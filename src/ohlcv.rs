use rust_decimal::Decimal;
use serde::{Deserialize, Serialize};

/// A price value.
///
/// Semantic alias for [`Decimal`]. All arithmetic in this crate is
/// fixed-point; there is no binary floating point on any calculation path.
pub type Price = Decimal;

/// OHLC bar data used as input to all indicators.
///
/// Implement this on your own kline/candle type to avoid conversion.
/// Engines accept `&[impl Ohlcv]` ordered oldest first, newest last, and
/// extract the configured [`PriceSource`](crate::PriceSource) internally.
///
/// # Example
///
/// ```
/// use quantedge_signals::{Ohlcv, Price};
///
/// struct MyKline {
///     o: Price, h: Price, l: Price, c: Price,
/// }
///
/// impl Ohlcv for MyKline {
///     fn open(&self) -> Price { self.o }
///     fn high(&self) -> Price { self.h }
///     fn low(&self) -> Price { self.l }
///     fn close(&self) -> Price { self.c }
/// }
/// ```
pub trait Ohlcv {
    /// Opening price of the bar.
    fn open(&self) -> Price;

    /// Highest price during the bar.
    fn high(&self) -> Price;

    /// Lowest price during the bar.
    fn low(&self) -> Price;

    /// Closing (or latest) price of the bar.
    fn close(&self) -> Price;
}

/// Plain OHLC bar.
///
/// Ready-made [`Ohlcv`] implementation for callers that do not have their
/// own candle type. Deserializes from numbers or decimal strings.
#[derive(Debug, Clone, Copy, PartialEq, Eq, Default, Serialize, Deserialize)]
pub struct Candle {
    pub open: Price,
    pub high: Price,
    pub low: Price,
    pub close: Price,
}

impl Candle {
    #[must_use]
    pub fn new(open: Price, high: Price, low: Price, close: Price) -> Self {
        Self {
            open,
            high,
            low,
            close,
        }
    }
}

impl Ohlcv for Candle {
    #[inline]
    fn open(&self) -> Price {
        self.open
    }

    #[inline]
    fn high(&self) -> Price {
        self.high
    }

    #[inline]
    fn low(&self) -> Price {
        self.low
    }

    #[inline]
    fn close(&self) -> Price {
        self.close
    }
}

____

▸ What to do
Return all lines of the data in which the string "this" appears.

▸ Answer to the problem
/// Semantic alias for [`Decimal`]. All arithmetic in this crate is
/// Implement this on your own kline/candle type to avoid conversion.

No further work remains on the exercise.